Researchers used to believe that caffeinated drinks had a diuretic effect. This means that you would urinate more after drinking them, which could increase your risk of becoming dehydrated. Recent research shows that this is not true and that caffeine has a diuretic effect only if you consume large amounts of it — more than 500 to 600 milligrams (the equivalent of 5 to 7 cups of coffee) a day.
December 7, 2012 4:22 AM
QUOTE:

QUOTE:

QUOTE:

QUOTE:

If you want to get really technical, Chemistry wise, water can only equal water. Tea has over 2,000 chemical compounds in it. So, by adding tea to your water, you are changing the chemical make-up of the water thus making it no longer water but tea.

So, tea is NOT water.

Note: (added) MFP doesn't ask for "liquids", it asks for "Water".


But the water in which you brew the tea does not cease to be water when you add tea, on a molecular level. So, while the tea is not water, the water it's in is still water.
Lol, wrong again. Yes, I'm in college chemistry. It is actually a chemical reaction because it relies on the chemical properties of water and of the substances in the tea leaf. These substances-tannins, caffeine, and many others-dissolve in the hot water. The heat accelerates the reaction, but it is not a physical change. (Try steeping a tea bag in cold water-eventually you will get tea, although it will taste a bit different, probably because heat affects the dissolution of the various substances at different rates.) It's a chemical reaction therefore it does change the molecular properties of the water. Don't you just love how people try to sound smart, when they have no clue what they are talking about?


I weep for our future.


laugh laugh laugh laugh
December 7, 2012 4:23 AM
No...
December 7, 2012 4:25 AM
I've just made another cup of tea.

Can one of you graduates above show me where structurally the components of tea connect with the molecule H2O please. I cannot see how anything in tea can structurally change water.
Edited by Yogi_Carl On December 7, 2012 4:27 AM
December 7, 2012 4:27 AM
IMO - tea/coffee DO NOT COUNT as water - if they have caffeine they act as a diuretic which dehydrates you. Decaf is fine to count as water.
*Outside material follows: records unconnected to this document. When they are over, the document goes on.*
//! Operator mapping: one operator applied to one column.
//!
//! Every function here is pure and total over its operator family.

use chrono::{DateTime, TimeDelta, Utc};

use crate::search::operator::{BooleanOp, DateOp, Equality, Numeric, NumericNullable, StringOp};
use crate::search::predicate::{Column, Comparison, Literal, Predicate, SubQuery, TextMatch};

/// Exact equality.
pub fn equality<T>(op: &Equality<T>, column: Column) -> Predicate
where
    T: Clone + Into<Literal>,
{
    match op {
        Equality::Is(value) => Predicate::eq(column, value.clone()),
        Equality::IsNot(value) => Predicate::ne(column, value.clone()),
    }
}

/// Equality on text, optionally ignoring case.
pub fn text_equality(op: &Equality<String>, column: Column, ignore_case: bool) -> Predicate {
    if !ignore_case {
        return equality(op, column);
    }
    match op {
        Equality::Is(value) => Predicate::text(column, TextMatch::Equals, value.as_str(), false),
        Equality::IsNot(value) => Predicate::text(column, TextMatch::Equals, value.as_str(), true),
    }
}

/// Pattern match. Always case-insensitive.
pub fn string(op: &StringOp, column: Column) -> Predicate {
    let (mode, value, negated) = match op {
        StringOp::Contains(value) => (TextMatch::Contains, value, false),
        StringOp::DoesNotContain(value) => (TextMatch::Contains, value, true),
        StringOp::BeginsWith(value) => (TextMatch::StartsWith, value, false),
        StringOp::DoesNotBeginWith(value) => (TextMatch::StartsWith, value, true),
        StringOp::EndsWith(value) => (TextMatch::EndsWith, value, false),
        StringOp::DoesNotEndWith(value) => (TextMatch::EndsWith, value, true),
        StringOp::Is(value) => (TextMatch::Equals, value, false),
        StringOp::IsNot(value) => (TextMatch::Equals, value, true),
    };
    Predicate::text(column, mode, value.as_str(), negated)
}

pub fn numeric<T>(op: &Numeric<T>, column: Column) -> Predicate
where
    T: Copy + Into<Literal>,
{
    match *op {
        Numeric::Is(value) => Predicate::eq(column, value),
        Numeric::IsNot(value) => Predicate::ne(column, value),
        Numeric::GreaterThan(value) => Predicate::compare(column, Comparison::Gt, value),
        Numeric::LessThan(value) => Predicate::compare(column, Comparison::Lt, value),
    }
}

/// Like [`numeric`], except that `IsNot` also matches a missing value.
pub fn numeric_nullable<T>(op: &NumericNullable<T>, column: Column) -> Predicate
where
    T: Copy + Into<Literal>,
{
    match *op {
        NumericNullable::Is(value) => Predicate::eq(column, value),
        NumericNullable::IsNot(value) => {
            Predicate::ne(column.clone(), value).or(Predicate::IsNull(column))
        }
        NumericNullable::GreaterThan(value) => Predicate::compare(column, Comparison::Gt, value),
        NumericNullable::LessThan(value) => Predicate::compare(column, Comparison::Lt, value),
        NumericNullable::IsNull => Predicate::IsNull(column),
        NumericNullable::IsNotNull => Predicate::IsNotNull(column),
    }
}

/// Date comparison. Relative windows are measured back from `now`.
pub fn date(op: &DateOp, column: Column, now: DateTime<Utc>) -> Predicate {
    match *op {
        DateOp::After(instant) => Predicate::compare(column, Comparison::Gt, instant),
        DateOp::Before(instant) => Predicate::compare(column, Comparison::Lt, instant),
        DateOp::IsInTheLast(period) => {
            Predicate::compare(column, Comparison::Gt, window_start(now, period))
        }
        DateOp::IsNotInTheLast(period) => {
            Predicate::compare(column, Comparison::Lt, window_start(now, period))
        }
        DateOp::IsNull => Predicate::IsNull(column),
        DateOp::IsNotNull => Predicate::IsNotNull(column),
    }
}

/// `now - period`, saturating at the earliest representable instant.
fn window_start(now: DateTime<Utc>, period: std::time::Duration) -> DateTime<Utc> {
    let period = TimeDelta::from_std(period).unwrap_or(TimeDelta::MAX);
    now.checked_sub_signed(period)
        .unwrap_or(DateTime::<Utc>::MIN_UTC)
}

pub const fn boolean(op: BooleanOp, column: Column) -> Predicate {
    match op {
        BooleanOp::IsTrue => Predicate::IsTrue(column),
        BooleanOp::IsFalse => Predicate::IsFalse(column),
    }
}

/// Boolean over a nullable column: true when a value is present.
pub const fn presence(op: BooleanOp, column: Column) -> Predicate {
    match op {
        BooleanOp::IsTrue => Predicate::IsNotNull(column),
        BooleanOp::IsFalse => Predicate::IsNull(column),
    }
}

/// Membership of the root row in a one-to-many child table, matched on one
/// text value ignoring case.
///
/// `parent IN (SELECT select FROM child WHERE LOWER(value) = LOWER(?))`, or
/// `NOT IN` for `IsNot`.
pub fn multi_valued(
    op: &Equality<String>,
    parent: Column,
    select: Column,
    value_column: Column,
) -> Predicate {
    let (value, negated) = match op {
        Equality::Is(value) => (value, false),
        Equality::IsNot(value) => (value, true),
    };
    let filter = Predicate::text(value_column, TextMatch::Equals, value.as_str(), false);
    Predicate::InSubquery {
        column: parent,
        subquery: SubQuery::new(select, filter),
        negated,
    }
}

#[cfg(test)]
mod tests {
    use std::time::Duration;

    use super::*;
    use crate::search::schema::{book, book_metadata, book_metadata_tag, series_metadata};
    use crate::time::{FixedTimeSource, TimeSource};

    #[test]
    fn test_string_operators_are_case_insensitive_text_matches() {
        let op = StringOp::DoesNotBeginWith("The".to_owned());
        assert_eq!(
            string(&op, book_metadata::TITLE),
            Predicate::text(book_metadata::TITLE, TextMatch::StartsWith, "The", true)
        );
        assert_eq!(
            string(&StringOp::Is("Dune".to_owned()), book_metadata::TITLE),
            Predicate::text(book_metadata::TITLE, TextMatch::Equals, "Dune", false)
        );
    }

    #[test]
    fn test_text_equality_respects_ignore_case() {
        let op = Equality::IsNot("en".to_owned());
        assert_eq!(
            text_equality(&op, series_metadata::LANGUAGE, false),
            Predicate::ne(series_metadata::LANGUAGE, "en")
        );
        assert_eq!(
            text_equality(&op, series_metadata::LANGUAGE, true),
            Predicate::text(series_metadata::LANGUAGE, TextMatch::Equals, "en", true)
        );
    }

    #[test]
    fn test_nullable_is_not_matches_null() {
        assert_eq!(
            numeric_nullable(&NumericNullable::IsNot(16), series_metadata::AGE_RATING),
            Predicate::Or(vec![
                Predicate::ne(series_metadata::AGE_RATING, 16),
                Predicate::IsNull(series_metadata::AGE_RATING),
            ])
        );
        assert_eq!(
            numeric_nullable(&NumericNullable::Is(16), series_metadata::AGE_RATING),
            Predicate::eq(series_metadata::AGE_RATING, 16)
        );
    }

    #[test]
    fn test_relative_date_windows() {
        let now = FixedTimeSource::default_start().now();
        let week = Duration::from_secs(7 * 24 * 3600);
        let start = now - TimeDelta::days(7);
        let column = book_metadata::RELEASE_DATE;
        assert_eq!(
            date(&DateOp::IsInTheLast(week), column.clone(), now),
            Predicate::compare(book_metadata::RELEASE_DATE, Comparison::Gt, start)
        );
        assert_eq!(
            date(&DateOp::IsNotInTheLast(week), column, now),
            Predicate::compare(book_metadata::RELEASE_DATE, Comparison::Lt, start)
        );
    }

    #[test]
    fn test_huge_window_saturates() {
        let now = FixedTimeSource::default_start().now();
        let predicate = date(
            &DateOp::IsInTheLast(Duration::MAX),
            book_metadata::RELEASE_DATE,
            now,
        );
        assert_eq!(
            predicate,
            Predicate::compare(
                book_metadata::RELEASE_DATE,
                Comparison::Gt,
                DateTime::<Utc>::MIN_UTC
            )
        );
    }

    #[test]
    fn test_presence_maps_to_null_checks() {
        assert_eq!(
            presence(BooleanOp::IsTrue, book::DELETED_DATE),
            Predicate::IsNotNull(book::DELETED_DATE)
        );
        assert_eq!(
            presence(BooleanOp::IsFalse, book::DELETED_DATE),
            Predicate::IsNull(book::DELETED_DATE)
        );
    }

    #[test]
    fn test_multi_valued_negation_is_not_in() {
        let predicate = multi_valued(
            &Equality::IsNot("horror".to_owned()),
            book::ID,
            book_metadata_tag::BOOK_ID,
            book_metadata_tag::TAG,
        );
        assert_eq!(
            predicate,
            Predicate::not_in_subquery(
                book::ID,
                SubQuery::new(
                    book_metadata_tag::BOOK_ID,
                    Predicate::text(book_metadata_tag::TAG, TextMatch::Equals, "horror", false)
                )
            )
        );
    }
}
water is water. just drink water, it's not that hard.
Edited by marycmeadows On December 7, 2012 4:28 AM
  9604811
December 7, 2012 4:28 AM
This thread is the reason I:

a) don't log my water at all.

b) stopped accepting friend requests.

I got tired of the endless little messages on my wall about either how much water they had consumed that day (just hit 188oz for today...52 to go!) or the stupid messages that I'm not drinking enough water, and my coffee doesn't count.

Yesterday I drank 2 large coffees, a glass of milk and a couple of glasses of water. Shockingly, I still woke up, alive and well, this morning. Now, where is my Starbucks card? I'm parched.
December 7, 2012 4:32 AM
According to my doctor, who is a very bright woman, as long as there is no aspartame, sugar, milk, etc in coffee or tea it is all water. Other research I have done indicates the diuretic effect of the caffeine in tea and coffee has little to no effect on the amount of water consumed. After forty years of insisting only water could be counted as water, even Weight Watchers with their nutritionists have determined the water in everything is water: even milk can be counted as consuming water, although the calories have to be counted as points. If you factor in the awesome antioxidants from tea (all of them) its like taking a multivitamin or herbal supplement with your water. Even coffee, which has taken hits from time to time from the scientific community, has been determined to be very safe and actually good for you. If you add cream, milk, or sugar, you'd need to log that as well.